No mesmo dia em que o governo federal anunciou um reajuste do Bolsa Família em 15%, o presidente Luiz Inácio Lula da Silva (PT) revelou sua intenção de distribuir o medicamento Mounjaro, popularmente conhecido como “caneta emagrecedora”, gratuitamente pelo SUS. O anúncio foi feito durante uma agenda em Montes Claros, em Minas Gerais, com a presença do ministro da Saúde, Alexandre Padilha.
Lula não forneceu detalhes sobre a implantação do programa, mas destacou a importância do acordo com os médicos para a prescrição do medicamento. “Precisa ter acordo com os médicos, não pode ficar receitando caneta a torto e a direito, mas o que é importante é que esta canetinha vai ser utilizada para cuidar de graça das pessoas que tenham obesidade”, afirmou o presidente.
O anúncio ocorre em um contexto de campanha de reeleição para Lula, que enfrenta um empate técnico nas pesquisas eleitorais com o senador Flávio Bolsonaro (PL-RJ).
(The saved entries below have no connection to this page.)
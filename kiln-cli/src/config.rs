use anyhow::{Context, Result};
use clap::ArgMatches;
use config::{Config as ConfigBuilder, Environment, File, FileFormat};
use serde::{Deserialize, Serialize};
use std::collections::HashMap;
use std::path::{Path, PathBuf};

pub const CONFIG_FILE: &str = "kiln.toml";

/// Complete configuration that merges CLI args, env vars, config files, and defaults
#[derive(Debug, Clone, Deserialize, Serialize)]
pub struct KilnConfig {
    /// Directory to build
    pub srcdir: String,
    /// Output directory, relative to `srcdir`
    pub outdir: String,
    /// Layout templates, relative to `srcdir`
    pub templatedir: String,
    pub default_layout: String,
    pub base_url: String,
    pub site_title: String,
    pub verbatim_symlinks: bool,
    pub syntax_theme: String,
    /// Configuration file path; `<srcdir>/kiln.toml` when empty
    pub config: String,
    /// Verbose logging
    pub dev: bool,
    /// Only log warnings and errors
    pub quiet: bool,
}

impl Default for KilnConfig {
    fn default() -> Self {
        let site = kiln_core::Config::default();
        Self {
            srcdir: site.srcdir.to_string_lossy().into_owned(),
            outdir: site.outdir.to_string_lossy().into_owned(),
            templatedir: site.templatedir.to_string_lossy().into_owned(),
            default_layout: site.default_layout,
            base_url: site.base_url,
            site_title: site.site_title,
            verbatim_symlinks: site.verbatim_symlinks,
            syntax_theme: site.syntax_theme,
            config: String::new(),
            dev: false,
            quiet: false,
        }
    }
}

impl KilnConfig {
    /// Load configuration with cascading precedence:
    /// 1. CLI arguments (highest priority)
    /// 2. Environment variables (KILN_*)
    /// 3. Configuration file
    /// 4. Defaults (lowest priority)
    pub fn load(args: &ArgMatches) -> Result<Self> {
        let srcdir = arg(args, "dir").unwrap_or_else(|| ".".to_string());
        let config_file = arg(args, "config")
            .map(PathBuf::from)
            .unwrap_or_else(|| Path::new(&srcdir).join(CONFIG_FILE));

        let mut builder = ConfigBuilder::builder();

        // 1. Start with defaults
        let defaults = Self::default();
        builder = builder.add_source(ConfigBuilder::try_from(&defaults)?);

        // 2. Add configuration file if it exists
        if config_file.exists() {
            builder =
                builder.add_source(File::from(config_file.as_path()).format(FileFormat::Toml));
        }

        // 3. Add environment variables with KILN_ prefix
        builder = builder.add_source(
            Environment::with_prefix("KILN")
                .prefix_separator("_")
                .separator("__"),
        );

        // 4. Override with CLI arguments (highest priority)
        let mut cli_overrides = HashMap::new();
        cli_overrides.insert("config".to_string(), config_file.to_string_lossy().into_owned());
        if let Some(dir) = arg(args, "dir") {
            cli_overrides.insert("srcdir".to_string(), dir);
        }
        // Relative to the working directory, unlike `outdir` from a file
        if let Some(output) = arg(args, "output") {
            let output = std::path::absolute(&output)
                .with_context(|| format!("invalid output directory {output}"))?;
            cli_overrides.insert("outdir".to_string(), output.to_string_lossy().into_owned());
        }
        if flag(args, "dev") {
            cli_overrides.insert("dev".to_string(), "true".to_string());
        }
        if flag(args, "quiet") {
            cli_overrides.insert("quiet".to_string(), "true".to_string());
        }
        builder = builder.add_source(ConfigBuilder::try_from(&cli_overrides)?);

        let config = builder.build()?;
        let kiln_config: KilnConfig = config.try_deserialize()?;

        Ok(kiln_config)
    }

    /// Site configuration for kiln-core.
    ///
    /// Settings that only make sense in a file, like the page extension
    /// table, come from the config file; everything else from the layered
    /// settings above.
    pub fn site_config(&self) -> Result<kiln_core::Config> {
        let path = Path::new(&self.config);
        let mut site = if !self.config.is_empty() && path.exists() {
            kiln_core::Config::read(path)
                .with_context(|| format!("failed to read {}", path.display()))?
        } else {
            kiln_core::Config::default()
        };

        site.srcdir = PathBuf::from(&self.srcdir);
        site.outdir = PathBuf::from(&self.outdir);
        site.templatedir = PathBuf::from(&self.templatedir);
        site.default_layout = self.default_layout.clone();
        site.base_url = self.base_url.clone();
        site.site_title = self.site_title.clone();
        site.verbatim_symlinks = self.verbatim_symlinks;
        site.syntax_theme = self.syntax_theme.clone();
        Ok(site)
    }
}

// Commands only define some of the arguments
fn arg(args: &ArgMatches, name: &str) -> Option<String> {
    args.try_get_one::<String>(name).ok().flatten().cloned()
}

fn flag(args: &ArgMatches, name: &str) -> bool {
    args.try_get_one::<bool>(name)
        .ok()
        .flatten()
        .copied()
        .unwrap_or(false)
}
impl Site {
    pub fn source_dir(&self) -> &Path {
        &self.srcdir
    }

    pub fn output_dir(&self) -> &Path {
        &self.outdir
    }

    pub fn template_dir(&self) -> &Path {
        &self.templatedir
    }

    pub fn templates(&self) -> &TemplateContext {
        &self.templates
    }

    /// Build the whole site into the output directory.
    ///
    /// Failures of single files are logged and counted in the summary; only
    /// failing to scan the source directory aborts the build.
    pub async fn render_all(&self) -> Result<BuildSummary, BuildError> {
        let scan = self.scan()?;
        let mut summary = BuildSummary {
            failed: scan.failed,
            ..BuildSummary::default()
        };

        // Read page headers and copy everything else
        let reads = scan
            .pages
            .iter()
            .map(|(path, ext, format)| Page::read(&self.config, &self.srcdir, path, ext, *format));
        let copies = scan.files.iter().map(|path| self.copy_verbatim(path));
        let (reads, copies) = futures::join!(
            limited(reads, MAX_IN_FLIGHT),
            limited(copies, MAX_IN_FLIGHT)
        );
        tally(&mut summary, copies);

        let mut pages = Vec::with_capacity(reads.len());
        let mut fallbacks = Vec::new();
        for ((path, _, _), result) in scan.pages.iter().zip(reads) {
            match result {
                Ok(page) => pages.push(page),
                Err(PageError::Header(HeaderError::Malformed { .. })) => {
                    warn!(
                        "suspicious: {} starts with \"---\" but has no closing \"---\" line; \
                         treating it as a verbatim file",
                        self.relpath(path).display()
                    );
                    fallbacks.push(path);
                }
                Err(err) => {
                    error!(
                        "failed to build page {}: {err}; copying verbatim",
                        self.relpath(path).display()
                    );
                    fallbacks.push(path);
                }
            }
        }
        let copies = fallbacks.into_iter().map(|path| self.fallback(path));
        tally(&mut summary, limited(copies, MAX_IN_FLIGHT).await);

        let home = link_pages(&mut pages);
        if let Some(root) = home.or((!pages.is_empty()).then_some(0)) {
            debug!("page tree:\n{}", format_tree(&pages, root));
        }

        // Build pages
        info!("Building {} pages", pages.len());
        let summaries = page_values(&pages);
        let site = json!({
            "title": self.config.site_title,
            "home": home.map(|i| summaries[i].clone()),
            "pages": summaries.clone(),
        });
        let builds = pages.iter().zip(&summaries).map(|(page, summary)| {
            let env = page_env(summary, &site);
            async move {
                match self.build_page(page, env).await {
                    Ok(()) => Done::Written,
                    Err(err) => {
                        error!(
                            "failed to build page {}: {err}; copying verbatim",
                            self.relpath(&page.sfile).display()
                        );
                        self.fallback(&page.sfile).await
                    }
                }
            }
        });
        tally(&mut summary, limited(builds, MAX_IN_FLIGHT).await);

        // Symlinks last, their targets may be files copied above
        let links = scan.symlinks.iter().map(|path| self.copy_symlink(path));
        let links = limited(links, MAX_IN_FLIGHT).await;
        for linked in links {
            if linked {
                summary.symlinks += 1;
            } else {
                summary.failed += 1;
            }
        }

        info!(
            "Built {} pages, copied {} files into {}",
            summary.pages,
            summary.copied,
            self.outdir.display()
        );
        if summary.fallbacks > 0 {
            warn!("{} pages could not be built and were copied verbatim", summary.fallbacks);
        }
        Ok(summary)
    }

    fn scan(&self) -> Result<Scan, BuildError> {
        let mut scan = Scan::default();
        let walker = WalkDir::new(&self.srcdir)
            .follow_links(!self.config.verbatim_symlinks)
            .sort_by_file_name()
            .into_iter()
            .filter_entry(|e| e.depth() == 0 || !self.skip(e));

        for entry in walker {
            let entry = match entry {
                Ok(entry) => entry,
                Err(err) if err.depth() == 0 => {
                    return Err(BuildError::Scan {
                        path: self.srcdir.clone(),
                        source: err,
                    });
                }
                Err(err) => {
                    error!("skipping {}", err);
                    scan.failed += 1;
                    continue;
                }
            };

            let file_type = entry.file_type();
            let path = entry.into_path();
            if file_type.is_symlink() {
                scan.symlinks.push(path);
            } else if file_type.is_file() {
                match self.config.page_format(&path) {
                    Some((ext, format)) => scan.pages.push((path, ext, format)),
                    None => scan.files.push(path),
                }
            }
        }

        debug!(
            "Found {} pages, {} files and {} symlinks in {}",
            scan.pages.len(),
            scan.files.len(),
            scan.symlinks.len(),
            self.srcdir.display()
        );
        Ok(scan)
    }

    /// Dotfiles, the template directory and the output directory are never
    /// part of the site.
    fn skip(&self, entry: &DirEntry) -> bool {
        entry.file_name().to_string_lossy().starts_with('.')
            || entry.path() == self.templatedir
            || entry.path() == self.outdir
    }

    async fn build_page(&self, page: &Page, mut env: Map<String, Value>) -> Result<(), BuildError> {
        let body = page.read_body().await?;

        let content = match page.format {
            PageFormat::Md => {
                let source = String::from_utf8_lossy(&body);
                markdown_to_html(&source, &self.config.syntax_theme).into_bytes()
            }
            PageFormat::Xml if contains(&body, b"<?") && contains(&body, b"?>") => {
                let source = String::from_utf8_lossy(&body);
                let template = self
                    .templates
                    .compile(&source, &page.sfile.display().to_string())?;
                template.eval(&Props::with_env(env.clone())).await?.into_bytes()
            }
            PageFormat::Xml => body,
        };

        let output = match page.layout(&self.config.default_layout) {
            Some(layout) => {
                let content = String::from_utf8_lossy(&content).into_owned();
                env.insert("content".to_string(), Value::String(content));
                let path = self.templatedir.join(format!("{layout}.html"));
                self.templates
                    .eval_file(&path, &Props::with_env(env))
                    .await?
                    .into_bytes()
            }
            None => content,
        };

        let ofile = self.outdir.join(&page.ofile);
        info!("Write {} -> {}", self.relpath(&page.sfile).display(), page.ofile.display());
        fs::write_file(&ofile, &output).await.map_err(BuildError::io(&ofile))
    }

    /// Copy a file into the same place under the output directory, unless
    /// the copy there is already up to date.
    async fn copy_verbatim(&self, sfile: &Path) -> Done {
        let rel = self.relpath(sfile);
        let ofile = self.outdir.join(rel);
        let result = async {
            if !fs::is_stale(sfile, &ofile).await.map_err(BuildError::io(sfile))? {
                return Ok(false);
            }
            info!("Copy {} -> {}", rel.display(), ofile.display());
            fs::copy_file(sfile, &ofile).await.map_err(BuildError::io(&ofile))?;
            Ok::<_, BuildError>(true)
        };
        match result.await {
            Ok(true) => Done::Copied,
            Ok(false) => Done::Unchanged,
            Err(err) => {
                error!("failed to copy {}: {err}", rel.display());
                Done::Failed
            }
        }
    }

    /// Copy a page that could not be built.
    async fn fallback(&self, sfile: &Path) -> Done {
        match self.copy_verbatim(sfile).await {
            Done::Failed => Done::Failed,
            _ => Done::Fallback,
        }
    }

    async fn copy_symlink(&self, sfile: &Path) -> bool {
        let rel = self.relpath(sfile);
        match fs::copy_symlink(sfile, &self.outdir.join(rel)).await {
            Ok(target) => {
                info!("Link {} -> {}", rel.display(), target.display());
                true
            }
            Err(err) => {
                error!("failed to link {}: {err}", rel.display());
                false
            }
        }
    }

    fn relpath<'a>(&self, path: &'a Path) -> &'a Path {
        path.strip_prefix(&self.srcdir).unwrap_or(path)
    }
}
Flávio criticou a medida, acusando Lula de “comprar voto” dos pobres. Em uma transmissão ao vivo, ele chamou a iniciativa de “eleitoreira”, alegando que o presidente está oferecendo apenas “migalinhas” aos eleitores. “Essa miséria? Só isso? Ele acha que vai comprar o voto dos pobres. Acha que R$ 90 vão melhorar a vida dos pobres?”, questionou Flávio.
Opinião
A proposta de Lula de distribuir Mounjaro pelo SUS levanta questões sobre a eficácia de medidas eleitoreiras e a real intenção por trás delas, especialmente em tempos de campanha.